The problem is not just that North Korea has proved adept at concealment and stalling as it has proceeded with what US intelligence believes is a nuclear-weapons program. It is also that efforts by the US and its allies to control this suspected bomb-building are mixed in with larger issues, such as preventing nonnuclear states from making atomic weapons and the reunification of North and South Korea.

This background ``does not suggest to one that one can have a week in Geneva and kind of walk out with the issue solved. No one believes that,'' said Assistant Secretary of State Robert Gallucci, the administration's point man on Korea, at a recent conference on the subject.

Thus, the Clinton administration's strategy will be to take a step-by-step approach to the talks. US negotiators plan to talk about a series of gradual confidence- and security-building measures that Pyongyang can undertake if it wishes to show goodwill and shed its hermit status for membership in the larger family of nations.

A top US priority is obtaining more details about what North Korea's freezing of its nuclear program, as promised to former President Jimmy Carter in his recent trip to Pyongyang, really means. How long will the freeze last? Does it include a promise to refrain from processing spent nuclear-reactor fuel rods into weapons-grade plutonium?

If North Korea provides accurate information about its nuclear program, the US and its allies could respond with their own step-by-step concessions. South Korea, for instance, promised on July 6 that it would consider helping North Korea convert its old-fashioned graphite nuclear reactors to less-dangerous light-water models, if it so wished.

But if past experience holds, North Korea is likely to resist the gradual approach and demand an immediate, comprehensive settlement of all outstanding issues on the Korean peninsula. Considering the complexity of reunification and other problems, such a demand is seen in Washington as a delay tactic; only time will tell if North Korea intends to step back from hard-line positions.

If after a certain period it is clear that talks are deadlocked, the US will resume a push for economic sanctions against North Korea in the United Nations Security Council, US officials say.
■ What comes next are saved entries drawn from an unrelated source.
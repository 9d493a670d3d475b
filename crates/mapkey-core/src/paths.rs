//! 元数据文件路径约定。
//!
//! 目标：
//! - 默认从可执行文件所在目录读取 `build-metadata.json`（与打包产物放在一起）
//! - 命令行传入的相对路径按调用方给定的基准目录解析
//!
//! 作者：MapKey 启动组件项目组
//! 创建时间：2026-10-19
//! 修改时间：2026-10-19

use std::path::{Path, PathBuf};

use anyhow::{anyhow, Context, Result};

/// 打包产物中的构建元数据文件名。
pub const METADATA_FILE_NAME: &str = "build-metadata.json";

/// 当前可执行文件所在目录。
///
/// 异常处理：
/// - 无法获取可执行文件路径，或路径没有父目录时返回错误。
pub fn current_exe_dir() -> Result<PathBuf> {
    let exe = std::env::current_exe().context("获取当前可执行文件路径失败")?;
    exe.parent()
        .map(PathBuf::from)
        .ok_or_else(|| anyhow!("可执行文件路径没有父目录: {}", exe.display()))
}

/// 默认构建元数据文件路径。
///
/// 返回值：
/// - `<exe 所在目录>\build-metadata.json`
pub fn default_metadata_file() -> Result<PathBuf> {
    Ok(current_exe_dir()?.join(METADATA_FILE_NAME))
}

/// 将路径字符串解析为实际路径。
///
/// 参数：
/// - `base`：相对路径的基准目录
/// - `raw`：路径字符串
///
/// 返回值：
/// - `raw` 为绝对路径：直接返回
/// - `raw` 为相对路径：返回 `base.join(raw)`
///
/// 异常处理：
/// - `raw` 为空字符串时返回错误，避免误用导致读取基准目录本身。
pub fn resolve_path(base: &Path, raw: &str) -> Result<PathBuf> {
    if raw.is_empty() {
        return Err(anyhow!("空路径"));
    }
    let p = PathBuf::from(raw);
    if p.is_absolute() {
        Ok(p)
    } else {
        Ok(base.join(p))
    }
}
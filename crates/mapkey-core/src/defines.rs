//! 构建期定义清单（DART_DEFINES）解码与按键取值。
//!
//! 清单格式（文本）：
//! - `<b64>,<b64>,...`，以英文逗号分隔
//! - 每个 token 为标准 base64（带 padding），解码后是 UTF-8 文本 `KEY=VALUE`
//!
//! 解析策略：
//! - 宽松解析：非 base64、非 UTF-8、缺少 `=` 的 token 直接丢弃，不视为错误
//! - 首个匹配生效：同名键重复出现时只取清单中最靠前的一个，其余不再解码
//! - “未找到”是正常结果（`None`），由调用方决定如何处理
//!
//! 作者：MapKey 启动组件项目组
//! 创建时间：2026-10-19
//! 修改时间：2026-10-19

use std::fmt;

use base64::engine::general_purpose::STANDARD;
use base64::Engine;
use tracing::debug;

/// 地图 SDK 密钥在定义清单中的键名（固定，不支持运行时配置）。
pub const GOOGLE_MAPS_KEY: &str = "GOOGLE_MAPS_KEY";

/// 键与值之间的分隔符。
pub const SEPARATOR: char = '=';

/// 清单中 token 之间的分隔符。
pub const TOKEN_DELIMITER: char = ',';

/// 一条解码后的定义（`KEY=VALUE`）。
///
/// 说明：
/// - `key` 为第一个 `=` 之前的部分
/// - `value` 为第一个 `=` 之后的全部内容（可再包含 `=`）
#[derive(Debug, Clone, PartialEq, Eq)]
pub struct Define {
    pub key: String,
    pub value: String,
}

impl Define {
    /// 从解码后的文本拆分出键值；缺少分隔符时返回 `None`。
    pub fn parse(text: &str) -> Option<Self> {
        let (key, value) = text.split_once(SEPARATOR)?;
        Some(Self {
            key: key.to_string(),
            value: value.to_string(),
        })
    }
}

/// 解析出的密钥值。
///
/// 安全注意：
/// - `Debug`/`Display` 输出均为脱敏文本，避免密钥经日志泄露
/// - 通过 [`ResolvedSecret::into_inner`] 取出明文后，本对象即被消耗，不再保留副本
#[derive(Clone, PartialEq, Eq)]
pub struct ResolvedSecret(String);

impl ResolvedSecret {
    pub fn new(value: impl Into<String>) -> Self {
        Self(value.into())
    }

    /// 借用明文（仅用于交给 SDK 或比较，不应写入日志）。
    pub fn expose(&self) -> &str {
        &self.0
    }

    /// 取出明文并消耗自身。
    pub fn into_inner(self) -> String {
        self.0
    }

    pub fn len(&self) -> usize {
        self.0.len()
    }

    pub fn is_empty(&self) -> bool {
        self.0.is_empty()
    }
}

impl fmt::Debug for ResolvedSecret {
    fn fmt(&self, f: &mut fmt::Formatter<'_>) -> fmt::Result {
        write!(f, "ResolvedSecret(<redacted, {} bytes>)", self.0.len())
    }
}

impl fmt::Display for ResolvedSecret {
    fn fmt(&self, f: &mut fmt::Formatter<'_>) -> fmt::Result {
        f.write_str("<redacted>")
    }
}

/// 解码单个 token。
///
/// 返回值：
/// - 成功：UTF-8 文本
/// - base64 解码失败或非 UTF-8：`None`
fn decode_token(token: &str) -> Option<String> {
    let bytes = STANDARD.decode(token.as_bytes()).ok()?;
    String::from_utf8(bytes).ok()
}

/// 按清单顺序惰性解码全部 token。
///
/// 参数：
/// - `manifest`：编码后的清单字符串
///
/// 返回值：
/// - 依次产出解码成功的文本；解码失败的 token 被跳过（仅记录 debug 日志，且只记录位置）
///
/// 说明：
/// - 空清单（`""`）产出空序列；空 token（如 `a,,b` 中间项）同样被跳过
pub fn decode_defines(manifest: &str) -> impl Iterator<Item = String> + '_ {
    manifest
        .split(TOKEN_DELIMITER)
        .enumerate()
        .filter(|(_, token)| !token.is_empty())
        .filter_map(|(index, token)| {
            let decoded = decode_token(token);
            if decoded.is_none() {
                debug!(index, "丢弃无法解码的定义 token");
            }
            decoded
        })
}

/// 解码并拆分全部定义（缺少 `=` 的条目被丢弃）。
///
/// 用途：
/// - 诊断输出（列出清单中包含哪些键）；取值请使用 [`resolve_define`]
pub fn parse_defines(manifest: &str) -> Vec<Define> {
    decode_defines(manifest)
        .filter_map(|text| Define::parse(&text))
        .collect()
}

/// 统计清单中被丢弃的 token 数量（解码失败或缺少 `=`）。
pub fn count_dropped(manifest: &str) -> usize {
    let tokens = manifest
        .split(TOKEN_DELIMITER)
        .filter(|token| !token.is_empty())
        .count();
    tokens - parse_defines(manifest).len()
}

/// 在清单中查找指定键并返回其值。
///
/// 参数：
/// - `manifest`：编码后的清单字符串
/// - `key`：目标键名（通常为 [`GOOGLE_MAPS_KEY`]）
///
/// 返回值：
/// - `Some(secret)`：清单中第一个以 `key=` 开头的定义去掉前缀后的剩余部分
/// - `None`：扫描完所有 token 仍未找到
///
/// 说明：
/// - 找到后立即返回，后续 token 不再解码；重复键以首个为准
pub fn resolve_define(manifest: &str, key: &str) -> Option<ResolvedSecret> {
    let prefix = format!("{key}{SEPARATOR}");
    decode_defines(manifest).find_map(|define| {
        define
            .strip_prefix(prefix.as_str())
            .map(ResolvedSecret::new)
    })
}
North Korea's maneuvering may have cleverly undercut international support for such sanctions, but US officials continue to insist that Security Council approval of such strictures is plausible. ``It would not only be plausible, it would be essential,'' Mr. Gallucci said.

Negotiators for the US, led by Gallucci, will meet their North Korean counterparts, probably led by Vice Minister of Foreign Affairs Kang Sok Ju, at first for two days of exchanging statements. Then there will be a recess of a day or so, followed by a two-day discussion of each other's positions. This pattern could continue for some time, in Geneva or elsewhere, according to the US.

The key issue for the US side is determining what will constitute success in the talks, says Zalmay Khalilzad, a Washington-based RAND Corporation analyst and former Defense Department official in the Bush administration.

IF ``success'' is defined to include North Korea coming clean about its past plutonium separation activities, it is likely that talks will break down. But the North might go along with a freeze on its nuclear program if allowed to remain vague about past activities, Mr. Khalilzad says.

A number of analysts point out that North Korea's program is at a rest stage anyway, with fuel rods recently withdrawn from an experimental nuclear reactor now cooling in a water pond prior to possible reprocessing into plutonium.

But David Albright, president of the Institute for Science and International Security in Washington, says North Korea could reprocess the rods right now if it wanted to. It would seriously increase the amount of radiation that workers are exposed to - but even the US has at times taken such a risk in a rush for plutonium. There is a limit to how long rods can be kept in cooling ponds, however. Eventually, their cladding decays, and the water itself becomes contaminated. ``That takes less than a year,'' Mr. Albright says.